The task:
Look over the entries below. Report how many lines hold the word "playing", and only that.

Provided data section start

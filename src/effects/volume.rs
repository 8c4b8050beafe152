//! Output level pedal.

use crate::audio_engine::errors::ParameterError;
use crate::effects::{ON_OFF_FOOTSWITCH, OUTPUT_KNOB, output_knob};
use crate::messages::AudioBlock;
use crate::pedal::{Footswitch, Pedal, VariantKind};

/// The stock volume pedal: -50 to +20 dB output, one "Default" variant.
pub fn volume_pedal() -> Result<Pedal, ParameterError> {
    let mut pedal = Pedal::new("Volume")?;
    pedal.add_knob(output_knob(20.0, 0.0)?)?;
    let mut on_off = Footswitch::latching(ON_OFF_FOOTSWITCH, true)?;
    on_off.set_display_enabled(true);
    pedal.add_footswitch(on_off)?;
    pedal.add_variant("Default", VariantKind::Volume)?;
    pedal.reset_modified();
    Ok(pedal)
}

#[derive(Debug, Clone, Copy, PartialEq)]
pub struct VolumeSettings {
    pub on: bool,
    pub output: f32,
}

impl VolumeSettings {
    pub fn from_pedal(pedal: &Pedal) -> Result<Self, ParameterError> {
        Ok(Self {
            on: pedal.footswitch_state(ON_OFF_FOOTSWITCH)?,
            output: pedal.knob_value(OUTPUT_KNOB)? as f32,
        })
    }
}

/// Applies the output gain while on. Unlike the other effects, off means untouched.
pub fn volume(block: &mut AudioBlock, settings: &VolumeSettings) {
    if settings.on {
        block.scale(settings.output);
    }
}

Provided data section end
Provided data section start

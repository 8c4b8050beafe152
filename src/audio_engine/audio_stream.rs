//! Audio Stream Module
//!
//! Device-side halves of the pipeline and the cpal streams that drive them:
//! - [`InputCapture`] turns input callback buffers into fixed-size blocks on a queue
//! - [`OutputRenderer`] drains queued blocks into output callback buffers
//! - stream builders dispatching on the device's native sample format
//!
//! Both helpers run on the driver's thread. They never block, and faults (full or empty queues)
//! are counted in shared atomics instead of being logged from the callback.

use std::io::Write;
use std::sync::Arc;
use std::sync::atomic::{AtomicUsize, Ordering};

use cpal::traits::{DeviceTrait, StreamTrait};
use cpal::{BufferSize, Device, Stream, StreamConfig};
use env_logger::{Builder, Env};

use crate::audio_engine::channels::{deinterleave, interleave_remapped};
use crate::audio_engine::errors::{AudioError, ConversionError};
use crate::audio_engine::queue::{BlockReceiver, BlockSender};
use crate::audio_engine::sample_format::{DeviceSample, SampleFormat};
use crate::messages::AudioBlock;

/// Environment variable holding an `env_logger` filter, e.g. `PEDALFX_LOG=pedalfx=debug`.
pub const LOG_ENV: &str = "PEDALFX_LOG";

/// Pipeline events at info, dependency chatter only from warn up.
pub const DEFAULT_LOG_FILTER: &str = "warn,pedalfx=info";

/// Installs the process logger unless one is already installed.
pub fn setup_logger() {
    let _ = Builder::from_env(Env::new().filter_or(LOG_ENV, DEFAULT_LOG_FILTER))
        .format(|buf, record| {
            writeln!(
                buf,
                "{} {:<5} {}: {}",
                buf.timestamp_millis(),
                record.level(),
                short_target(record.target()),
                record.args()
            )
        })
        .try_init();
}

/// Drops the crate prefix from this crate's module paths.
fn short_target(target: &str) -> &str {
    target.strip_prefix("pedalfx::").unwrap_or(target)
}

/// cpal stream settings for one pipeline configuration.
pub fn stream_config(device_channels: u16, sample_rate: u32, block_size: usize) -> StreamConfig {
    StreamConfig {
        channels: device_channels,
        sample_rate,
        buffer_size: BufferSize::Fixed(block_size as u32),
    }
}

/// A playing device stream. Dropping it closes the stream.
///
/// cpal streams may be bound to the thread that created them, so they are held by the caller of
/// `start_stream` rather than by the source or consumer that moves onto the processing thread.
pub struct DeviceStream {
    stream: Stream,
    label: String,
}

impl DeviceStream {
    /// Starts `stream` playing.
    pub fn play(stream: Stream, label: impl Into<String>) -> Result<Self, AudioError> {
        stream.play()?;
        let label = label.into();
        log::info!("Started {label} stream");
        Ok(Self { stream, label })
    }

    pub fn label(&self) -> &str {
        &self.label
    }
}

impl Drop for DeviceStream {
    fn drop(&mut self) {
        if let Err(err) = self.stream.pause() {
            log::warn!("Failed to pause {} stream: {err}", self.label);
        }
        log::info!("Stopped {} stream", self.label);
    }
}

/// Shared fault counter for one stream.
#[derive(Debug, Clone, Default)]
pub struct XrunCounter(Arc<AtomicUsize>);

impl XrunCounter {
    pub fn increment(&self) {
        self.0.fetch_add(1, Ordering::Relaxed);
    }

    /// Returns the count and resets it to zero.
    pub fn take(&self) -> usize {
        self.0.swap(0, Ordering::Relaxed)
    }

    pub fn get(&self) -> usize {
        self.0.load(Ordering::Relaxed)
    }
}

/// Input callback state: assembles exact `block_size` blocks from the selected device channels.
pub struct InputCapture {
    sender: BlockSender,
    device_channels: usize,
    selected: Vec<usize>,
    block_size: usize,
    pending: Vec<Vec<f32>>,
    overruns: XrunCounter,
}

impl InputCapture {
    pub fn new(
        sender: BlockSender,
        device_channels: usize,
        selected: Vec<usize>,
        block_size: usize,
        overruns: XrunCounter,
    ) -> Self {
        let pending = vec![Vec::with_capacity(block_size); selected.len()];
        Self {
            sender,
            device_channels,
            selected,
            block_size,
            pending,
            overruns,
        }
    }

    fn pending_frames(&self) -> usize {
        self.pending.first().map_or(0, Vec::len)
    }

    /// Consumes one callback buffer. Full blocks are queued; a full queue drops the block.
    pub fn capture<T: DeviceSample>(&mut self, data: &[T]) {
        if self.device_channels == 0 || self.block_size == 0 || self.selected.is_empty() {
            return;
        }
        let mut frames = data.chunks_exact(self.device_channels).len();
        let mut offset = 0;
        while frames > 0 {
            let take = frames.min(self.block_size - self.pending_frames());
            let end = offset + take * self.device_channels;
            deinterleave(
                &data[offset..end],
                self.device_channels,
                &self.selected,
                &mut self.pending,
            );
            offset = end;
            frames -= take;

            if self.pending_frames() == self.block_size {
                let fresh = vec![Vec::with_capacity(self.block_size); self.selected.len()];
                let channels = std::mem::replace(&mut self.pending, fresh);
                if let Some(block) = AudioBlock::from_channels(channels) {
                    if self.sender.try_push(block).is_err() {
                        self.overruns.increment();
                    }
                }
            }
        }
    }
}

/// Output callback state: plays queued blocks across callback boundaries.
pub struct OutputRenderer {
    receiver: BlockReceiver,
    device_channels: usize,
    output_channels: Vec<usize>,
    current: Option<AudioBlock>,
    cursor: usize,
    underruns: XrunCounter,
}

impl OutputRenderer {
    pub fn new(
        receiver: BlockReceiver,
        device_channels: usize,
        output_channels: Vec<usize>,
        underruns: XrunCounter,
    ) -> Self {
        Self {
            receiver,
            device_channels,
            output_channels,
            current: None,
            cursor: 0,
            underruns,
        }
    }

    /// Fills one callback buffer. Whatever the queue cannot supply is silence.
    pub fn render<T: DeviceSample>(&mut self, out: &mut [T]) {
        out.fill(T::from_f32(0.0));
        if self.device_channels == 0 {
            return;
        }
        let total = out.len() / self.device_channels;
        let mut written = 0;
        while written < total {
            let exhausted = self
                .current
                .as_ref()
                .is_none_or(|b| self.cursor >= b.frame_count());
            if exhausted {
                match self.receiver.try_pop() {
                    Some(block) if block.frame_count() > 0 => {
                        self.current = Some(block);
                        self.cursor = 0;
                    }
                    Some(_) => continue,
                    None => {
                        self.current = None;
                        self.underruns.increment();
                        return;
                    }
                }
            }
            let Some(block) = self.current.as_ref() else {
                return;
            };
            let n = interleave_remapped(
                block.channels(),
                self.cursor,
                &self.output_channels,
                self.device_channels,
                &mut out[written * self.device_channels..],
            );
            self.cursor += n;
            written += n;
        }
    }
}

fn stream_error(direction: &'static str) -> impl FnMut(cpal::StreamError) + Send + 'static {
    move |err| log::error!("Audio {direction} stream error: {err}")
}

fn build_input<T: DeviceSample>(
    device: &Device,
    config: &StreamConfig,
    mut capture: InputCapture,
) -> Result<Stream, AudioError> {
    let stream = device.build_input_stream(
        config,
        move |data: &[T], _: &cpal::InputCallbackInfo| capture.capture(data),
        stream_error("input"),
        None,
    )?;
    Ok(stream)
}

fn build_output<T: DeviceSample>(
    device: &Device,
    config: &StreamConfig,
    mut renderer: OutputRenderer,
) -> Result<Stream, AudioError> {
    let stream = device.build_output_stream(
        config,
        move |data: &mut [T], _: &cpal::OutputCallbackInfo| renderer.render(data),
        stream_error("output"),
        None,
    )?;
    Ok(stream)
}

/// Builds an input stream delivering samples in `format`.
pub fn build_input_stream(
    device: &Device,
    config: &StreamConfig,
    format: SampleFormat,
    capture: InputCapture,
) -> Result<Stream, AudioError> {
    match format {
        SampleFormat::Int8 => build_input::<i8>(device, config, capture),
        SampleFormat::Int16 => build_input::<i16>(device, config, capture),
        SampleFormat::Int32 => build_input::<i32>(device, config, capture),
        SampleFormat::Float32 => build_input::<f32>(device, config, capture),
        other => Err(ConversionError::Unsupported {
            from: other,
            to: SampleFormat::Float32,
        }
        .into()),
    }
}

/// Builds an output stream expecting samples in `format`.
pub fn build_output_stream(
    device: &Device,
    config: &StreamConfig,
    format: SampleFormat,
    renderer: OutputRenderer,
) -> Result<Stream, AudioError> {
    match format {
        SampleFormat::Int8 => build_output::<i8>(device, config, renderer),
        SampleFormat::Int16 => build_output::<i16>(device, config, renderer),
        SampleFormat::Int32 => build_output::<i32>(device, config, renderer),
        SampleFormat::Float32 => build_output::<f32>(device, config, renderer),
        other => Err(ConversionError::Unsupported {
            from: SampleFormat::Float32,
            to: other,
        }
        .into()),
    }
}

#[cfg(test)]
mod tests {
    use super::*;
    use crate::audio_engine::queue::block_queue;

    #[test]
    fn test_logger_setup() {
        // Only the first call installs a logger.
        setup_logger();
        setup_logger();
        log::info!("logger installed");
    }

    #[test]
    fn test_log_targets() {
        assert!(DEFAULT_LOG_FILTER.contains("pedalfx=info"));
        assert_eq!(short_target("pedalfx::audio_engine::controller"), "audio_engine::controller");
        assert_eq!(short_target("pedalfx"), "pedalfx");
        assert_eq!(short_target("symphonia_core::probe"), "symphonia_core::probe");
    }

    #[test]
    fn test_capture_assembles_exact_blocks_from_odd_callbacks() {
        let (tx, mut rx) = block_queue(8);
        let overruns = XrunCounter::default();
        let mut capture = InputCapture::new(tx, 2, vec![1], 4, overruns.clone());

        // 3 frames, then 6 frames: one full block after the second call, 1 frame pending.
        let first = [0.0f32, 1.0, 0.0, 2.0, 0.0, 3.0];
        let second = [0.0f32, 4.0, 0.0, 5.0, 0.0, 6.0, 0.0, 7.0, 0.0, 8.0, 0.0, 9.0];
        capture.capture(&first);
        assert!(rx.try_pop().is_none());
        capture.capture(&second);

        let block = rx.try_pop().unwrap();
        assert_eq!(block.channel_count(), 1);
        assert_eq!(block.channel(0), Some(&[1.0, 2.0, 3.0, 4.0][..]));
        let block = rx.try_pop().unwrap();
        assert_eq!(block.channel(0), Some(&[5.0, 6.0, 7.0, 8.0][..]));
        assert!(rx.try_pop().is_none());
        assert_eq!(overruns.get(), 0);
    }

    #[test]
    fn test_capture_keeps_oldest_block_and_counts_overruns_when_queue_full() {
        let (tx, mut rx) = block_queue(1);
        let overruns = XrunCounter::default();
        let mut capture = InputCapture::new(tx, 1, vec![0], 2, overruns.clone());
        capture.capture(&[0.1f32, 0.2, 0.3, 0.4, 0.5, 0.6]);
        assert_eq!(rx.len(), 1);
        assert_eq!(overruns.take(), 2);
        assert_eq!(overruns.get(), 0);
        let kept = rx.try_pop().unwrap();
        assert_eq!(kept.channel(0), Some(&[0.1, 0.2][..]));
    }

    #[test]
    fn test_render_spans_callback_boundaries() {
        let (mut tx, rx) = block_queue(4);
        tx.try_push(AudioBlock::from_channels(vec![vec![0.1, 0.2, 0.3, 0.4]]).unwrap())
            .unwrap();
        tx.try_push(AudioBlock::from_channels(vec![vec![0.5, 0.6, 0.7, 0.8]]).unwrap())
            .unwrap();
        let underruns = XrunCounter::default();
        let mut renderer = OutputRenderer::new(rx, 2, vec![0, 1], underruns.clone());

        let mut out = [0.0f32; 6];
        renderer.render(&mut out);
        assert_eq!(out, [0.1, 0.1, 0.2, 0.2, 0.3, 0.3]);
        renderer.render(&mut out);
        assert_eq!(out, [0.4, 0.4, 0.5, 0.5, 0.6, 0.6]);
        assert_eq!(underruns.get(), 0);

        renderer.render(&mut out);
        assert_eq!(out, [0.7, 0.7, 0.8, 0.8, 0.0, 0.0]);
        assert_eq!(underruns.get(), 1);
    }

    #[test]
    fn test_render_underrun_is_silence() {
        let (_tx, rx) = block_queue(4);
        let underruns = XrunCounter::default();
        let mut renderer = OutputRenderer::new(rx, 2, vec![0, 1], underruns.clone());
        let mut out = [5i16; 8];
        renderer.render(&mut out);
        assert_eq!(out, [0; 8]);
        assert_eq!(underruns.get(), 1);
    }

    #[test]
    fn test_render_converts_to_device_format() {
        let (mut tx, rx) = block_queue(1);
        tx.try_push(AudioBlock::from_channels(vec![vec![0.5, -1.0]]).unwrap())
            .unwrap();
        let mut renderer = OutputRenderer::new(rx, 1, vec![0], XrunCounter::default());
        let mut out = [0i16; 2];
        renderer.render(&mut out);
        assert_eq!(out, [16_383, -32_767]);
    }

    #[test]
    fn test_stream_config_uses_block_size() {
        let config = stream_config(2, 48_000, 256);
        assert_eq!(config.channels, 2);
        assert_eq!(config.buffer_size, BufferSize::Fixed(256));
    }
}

Provided data section end

Exercise answer:
2